## THE TASK
State how many lines of the entries hold the string "workers", and nothing more.

---------- RECORDS FOR THIS TASK ----------

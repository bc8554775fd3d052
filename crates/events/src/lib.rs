//! Stock change events and their distribution.
//!
//! Mechanics only: the concrete event payloads live in the domain crate
//! (`tilestock-inventory`); this crate defines how they are described,
//! wrapped, and fanned out to subscribers.

pub mod bus;
pub mod envelope;
pub mod event;
pub mod in_memory_bus;

pub use bus::{EventBus, Subscription};
pub use envelope::{EventEnvelope, StreamScoped};
pub use event::Event;
pub use in_memory_bus::{InMemoryBusError, InMemoryEventBus};
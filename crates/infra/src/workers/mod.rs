//! Background workers.

mod expiry_sweeper;

pub use expiry_sweeper::{ExpirySweeper, SweepReport, SweeperHandle, SweeperStats};
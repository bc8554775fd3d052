//! Event publishing/subscription abstraction (mechanics only).
//!
//! The bus distributes change notifications after the store has committed.
//! It is **not** a source of truth: the ledger is. Delivery is best-effort,
//! at-least-once, and subscribers must tolerate duplicates (the envelope's
//! `sequence_number` makes that cheap).

use std::sync::Arc;
use std::sync::mpsc::Receiver;
use std::time::Duration;

/// A subscription to an event stream.
///
/// Each subscription gets a copy of every message published after it was
/// created (broadcast semantics).
///
/// ```ignore
/// let subscription = bus.subscribe();
/// loop {
///     match subscription.recv_timeout(Duration::from_secs(1)) {
///         Ok(event) => refresh(event),
///         Err(std::sync::mpsc::RecvTimeoutError::Timeout) => continue,
///         Err(std::sync::mpsc::RecvTimeoutError::Disconnected) => break,
///     }
/// }
/// ```
#[derive(Debug)]
pub struct Subscription<M> {
    receiver: Receiver<M>,
}

impl<M> Subscription<M> {
    pub fn new(receiver: Receiver<M>) -> Self {
        Self { receiver }
    }

    /// Block until the next message is available.
    pub fn recv(&self) -> Result<M, std::sync::mpsc::RecvError> {
        self.receiver.recv()
    }

    /// Try to receive a message without blocking.
    pub fn try_recv(&self) -> Result<M, std::sync::mpsc::TryRecvError> {
        self.receiver.try_recv()
    }

    /// Block for up to `timeout` waiting for a message.
    pub fn recv_timeout(&self, timeout: Duration) -> Result<M, std::sync::mpsc::RecvTimeoutError> {
        self.receiver.recv_timeout(timeout)
    }

    /// Drain everything currently queued without blocking.
    pub fn drain(&self) -> Vec<M> {
        self.receiver.try_iter().collect()
    }
}

/// Domain-agnostic event bus (pub/sub abstraction).
///
/// ```text
/// commit (store) → notifier → EventBus::publish → subscribers
///                                                  ├─ storefront stock badges
///                                                  └─ admin dashboards
/// ```
///
/// `publish()` may fail (e.g. a poisoned lock or a broken transport). Since the
/// change is already durable, callers log the failure and move on.
pub trait EventBus<M>: Send + Sync {
    type Error: core::fmt::Debug + Send + Sync + 'static;

    fn publish(&self, message: M) -> Result<(), Self::Error>;

    fn subscribe(&self) -> Subscription<M>;
}

impl<M, B> EventBus<M> for Arc<B>
where
    B: EventBus<M> + ?Sized,
{
    type Error = B::Error;

    fn publish(&self, message: M) -> Result<(), Self::Error> {
        (**self).publish(message)
    }

    fn subscribe(&self) -> Subscription<M> {
        (**self).subscribe()
    }
}
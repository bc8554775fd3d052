use axum::{
    extract::{Extension, Path},
    http::StatusCode,
    response::IntoResponse,
    Json,
};

use tilestock_core::AlertId;
use tilestock_infra::InventoryService;

use crate::app::{blocking, dto, errors};

pub async fn active_alerts(
    Extension(service): Extension<InventoryService>,
) -> axum::response::Response {
    match blocking(service, |svc| svc.get_active_alerts()).await {
        Ok(alerts) => (
            StatusCode::OK,
            Json(serde_json::json!({
                "count": alerts.len(),
                "alerts": alerts,
            })),
        )
            .into_response(),
        Err(resp) => resp,
    }
}

pub async fn acknowledge(
    Extension(service): Extension<InventoryService>,
    Path(id): Path<String>,
    body: Option<Json<dto::AcknowledgeRequest>>,
) -> axum::response::Response {
    let alert_id: AlertId = match errors::parse_id(&id, "alert") {
        Ok(v) => v,
        Err(resp) => return resp,
    };
    let actor = body.and_then(|Json(b)| b.actor);

    match blocking(service, move |svc| svc.acknowledge_alert(alert_id, actor)).await {
        Ok(alert) => (StatusCode::OK, Json(alert)).into_response(),
        Err(resp) => resp,
    }
}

----------

## TASK SOLUTION
2